WHAT IS NEEDED: List every line in this data where the string "parser" occurs.

Collected data entries:
****************
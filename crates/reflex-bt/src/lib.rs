//! Reflex behavior-tree runtime.
//!
//! Tri-state behavior trees over the Reflex sensor context: composites
//! (sequence, selector, parallel), decorators (inverter, repeater,
//! until-fail, until-success) and named leaves bound to host callbacks at
//! tick time. Trees are defined in JSON and driven by a thread-safe manager
//! keyed by tree name.

pub mod error;
pub mod executor;
pub mod manager;
pub mod node;
pub mod parser;

pub use error::{BtError, Result};
pub use executor::{ExecStats, Executor};
pub use manager::BtManager;
pub use node::{
    BtActionFn, BtConditionFn, BtNode, ParallelPolicy, Registry, Status, UNTIL_ITERATION_CAP,
};
pub use parser::{parse_tree, parse_tree_file, tree_to_json};

/// Version information.
pub const VERSION: &str = env!("CARGO_PKG_VERSION");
****************
OUTPUT OF THE EXERCISE:
pub mod parser;
pub use parser::{parse_tree, parse_tree_file, tree_to_json};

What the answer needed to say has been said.